• _Problem to work on_
Return a copy of every line in the records that includes the word "PermissionDenied".

[Dataset entries]
|---|

impl SecurityMonitor {
    pub fn new(config: &MonitorConfig, store: SharedStore, clock: SharedClock) -> Self {
        Self {
            config: config.clone(),
            store,
            clock,
            state: Mutex::new(MonitorState::default()),
            handlers: RwLock::new(Vec::new()),
        }
    }

    pub fn add_handler(&self, handler: impl Fn(&SecurityIncident) + Send + Sync + 'static) {
        self.handlers.write().push(Arc::new(handler));
    }

    /// Feed one event through the detectors; returns the incidents raised
    pub fn analyze(&self, event: &AuthEvent) -> Result<Vec<SecurityIncident>> {
        let raised = {
            let mut state = self.state.lock();
            self.push(&mut state, event);

            let candidates = [
                self.check_brute_force(&state, event),
                self.check_permission_flooding(&state, event),
                self.check_origin_hyperactivity(&state, event),
                self.check_multi_origin_login(&state, event),
            ];

            let mut raised = Vec::new();
            for (subject, window, incident) in candidates.into_iter().flatten() {
                let key = (incident.kind, subject);
                if let Some(last) = state.last_raised.get(&key) {
                    if event.timestamp - *last < window {
                        continue;
                    }
                }
                self.store.save_incident(&incident)?;
                state.last_raised.insert(key, event.timestamp);
                raised.push(incident);
            }
            raised
        };

        if !raised.is_empty() {
            let handlers = self.handlers.read().clone();
            for incident in &raised {
                metrics::counter!(
                    "sentinel_security_incidents_total",
                    "kind" => incident.kind.as_str(),
                    "severity" => incident.severity.as_str()
                )
                .increment(1);
                tracing::warn!(
                    incident_id = %incident.id,
                    kind = incident.kind.as_str(),
                    severity = incident.severity.as_str(),
                    description = %incident.description,
                    "Security incident detected"
                );
                for handler in &handlers {
                    handler(incident);
                }
            }
        }

        Ok(raised)
    }

    fn push(&self, state: &mut MonitorState, event: &AuthEvent) {
        state.window.push_back(WindowEntry {
            kind: event.kind,
            user_id: event.user_id,
            origin_ip: event.origin_ip.clone(),
            timestamp: event.timestamp,
        });

        let horizon = event.timestamp - Duration::seconds(self.config.window_max_age_secs);
        while state
            .window
            .front()
            .map_or(false, |e| e.timestamp < horizon)
        {
            state.window.pop_front();
        }
        while state.window.len() > self.config.window_capacity {
            state.window.pop_front();
        }

        let longest = [
            self.config.failed_login_window_secs,
            self.config.permission_violation_window_secs,
            self.config.origin_activity_window_secs,
            self.config.distinct_login_window_secs,
            self.config.window_max_age_secs,
        ]
        .into_iter()
        .max()
        .unwrap_or(0);
        let cutoff = event.timestamp - Duration::seconds(longest);
        state.last_raised.retain(|_, at| *at >= cutoff);
    }

    fn recent<'a>(
        state: &'a MonitorState,
        now: DateTime<Utc>,
        window: Duration,
    ) -> impl Iterator<Item = &'a WindowEntry> {
        let since = now - window;
        state.window.iter().filter(move |e| e.timestamp >= since)
    }

    fn incident(
        &self,
        kind: IncidentKind,
        severity: Severity,
        event: &AuthEvent,
        description: String,
        evidence: serde_json::Value,
    ) -> SecurityIncident {
        SecurityIncident {
            id: Uuid::new_v4(),
            kind,
            severity,
            user_id: event.user_id,
            origin_ip: event.origin_ip.clone(),
            description,
            evidence,
            detected_at: self.clock.now(),
            status: IncidentStatus::Open,
            assigned_to: None,
            resolution_notes: None,
            resolved_at: None,
        }
    }

    fn check_brute_force(
        &self,
        state: &MonitorState,
        event: &AuthEvent,
    ) -> Option<(String, Duration, SecurityIncident)> {
        if event.kind != AuthEventKind::LoginFailure {
            return None;
        }
        let ip = event.origin_ip.as_deref()?;
        let window = Duration::seconds(self.config.failed_login_window_secs);
        let failures = Self::recent(state, event.timestamp, window)
            .filter(|e| e.kind == AuthEventKind::LoginFailure && e.origin_ip.as_deref() == Some(ip))
            .count();
        if failures < self.config.failed_login_threshold {
            return None;
        }

        let incident = self.incident(
            IncidentKind::BruteForce,
            Severity::High,
            event,
            format!(
                "{} failed logins from {} within {} minutes",
                failures,
                ip,
                window.num_minutes()
            ),
            json!({
                "failed_attempts": failures,
                "window_secs": window.num_seconds(),
                "threshold": self.config.failed_login_threshold,
                "latest_event_id": event.event_id,
                "username": event.username,
            }),
        );
        Some((ip.to_string(), window, incident))
    }

    fn check_permission_flooding(
        &self,
        state: &MonitorState,
        event: &AuthEvent,
    ) -> Option<(String, Duration, SecurityIncident)> {
        if event.kind != AuthEventKind::PermissionDenied {
            return None;
        }
        let user_id = event.user_id?;
        let window = Duration::seconds(self.config.permission_violation_window_secs);
        let denials = Self::recent(state, event.timestamp, window)
            .filter(|e| e.kind == AuthEventKind::PermissionDenied && e.user_id == Some(user_id))
            .count();
        if denials < self.config.permission_violation_threshold {
            return None;
        }

        let incident = self.incident(
            IncidentKind::PermissionFlooding,
            Severity::Medium,
            event,
            format!(
                "{} permission denials for user {} within {} minutes",
                denials,
                event.username.as_deref().unwrap_or("unknown"),
                window.num_minutes()
            ),
            json!({
                "violations": denials,
                "window_secs": window.num_seconds(),
                "threshold": self.config.permission_violation_threshold,
                "permission": event.permission,
                "resource": event.resource,
            }),
        );
        Some((user_id.to_string(), window, incident))
    }

    fn check_origin_hyperactivity(
        &self,
        state: &MonitorState,
        event: &AuthEvent,
    ) -> Option<(String, Duration, SecurityIncident)> {
        let ip = event.origin_ip.as_deref()?;
        if ip == Origin::internal().ip {
            return None;
        }
        let window = Duration::seconds(self.config.origin_activity_window_secs);
        let total = Self::recent(state, event.timestamp, window)
            .filter(|e| e.origin_ip.as_deref() == Some(ip))
            .count();
        if total < self.config.origin_activity_threshold {
            return None;
        }

        let mut incident = self.incident(
            IncidentKind::OriginHyperactivity,
            Severity::Medium,
            event,
            format!(
                "{} events from {} within {} minutes",
                total,
                ip,
                window.num_minutes()
            ),
            json!({
                "total_events": total,
                "window_secs": window.num_seconds(),
                "threshold": self.config.origin_activity_threshold,
            }),
        );
        incident.user_id = None;
        Some((ip.to_string(), window, incident))
    }

    fn check_multi_origin_login(
        &self,
        state: &MonitorState,
        event: &AuthEvent,
    ) -> Option<(String, Duration, SecurityIncident)> {
        if event.kind != AuthEventKind::LoginSuccess {
            return None;
        }
        let user_id = event.user_id?;
        let window = Duration::seconds(self.config.distinct_login_window_secs);
        let origins: BTreeSet<&str> = Self::recent(state, event.timestamp, window)
            .filter(|e| e.kind == AuthEventKind::LoginSuccess && e.user_id == Some(user_id))
            .filter_map(|e| e.origin_ip.as_deref())
            .collect();
        if origins.len() <= self.config.distinct_login_origins {
            return None;
        }

        let incident = self.incident(
            IncidentKind::MultiOriginLogin,
            Severity::High,
            event,
            format!(
                "User {} logged in from {} distinct origins within {} minutes",
                event.username.as_deref().unwrap_or("unknown"),
                origins.len(),
                window.num_minutes()
            ),
            json!({
                "unique_origins": origins,
                "window_secs": window.num_seconds(),
                "current_origin": event.origin_ip,
            }),
        );
        Some((user_id.to_string(), window, incident))
    }

    /// Triage an incident. A closed incident cannot be moved to another status.
    pub fn update_incident(
        &self,
        id: Uuid,
        status: IncidentStatus,
        assignee: Option<&str>,
        notes: Option<&str>,
    ) -> Result<SecurityIncident> {
        let _guard = self.state.lock();
        let mut incident = self
            .store
            .get_incident(id)?
            .ok_or_else(|| AppError::not_found("incident"))?;

        if incident.status.is_closed() && incident.status != status {
            return Err(AppError::Conflict(format!(
                "incident {} is already closed",
                id
            )));
        }

        incident.status = status;
        if let Some(assignee) = assignee {
            incident.assigned_to = Some(assignee.to_string());
        }
        if let Some(notes) = notes {
            incident.resolution_notes = Some(notes.to_string());
        }
        if status.is_closed() && incident.resolved_at.is_none() {
            incident.resolved_at = Some(self.clock.now());
        }
        self.store.save_incident(&incident)?;

        tracing::info!(
            incident_id = %id,
            status = ?status,
            assignee = ?incident.assigned_to,
            "Security incident updated"
        );
        Ok(incident)
    }

    /// Incidents newest first, optionally filtered by status
    pub fn incidents(&self, status: Option<IncidentStatus>) -> Result<Vec<SecurityIncident>> {
        let mut incidents: Vec<_> = self
            .store
            .list_incidents()?
            .into_iter()
            .filter(|i| status.map_or(true, |s| i.status == s))
            .collect();
        incidents.sort_by(|a, b| b.detected_at.cmp(&a.detected_at));
        Ok(incidents)
    }
}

|---|

• _Result for this task_
        if event.kind != AuthEventKind::PermissionDenied {
            .filter(|e| e.kind == AuthEventKind::PermissionDenied && e.user_id == Some(user_id))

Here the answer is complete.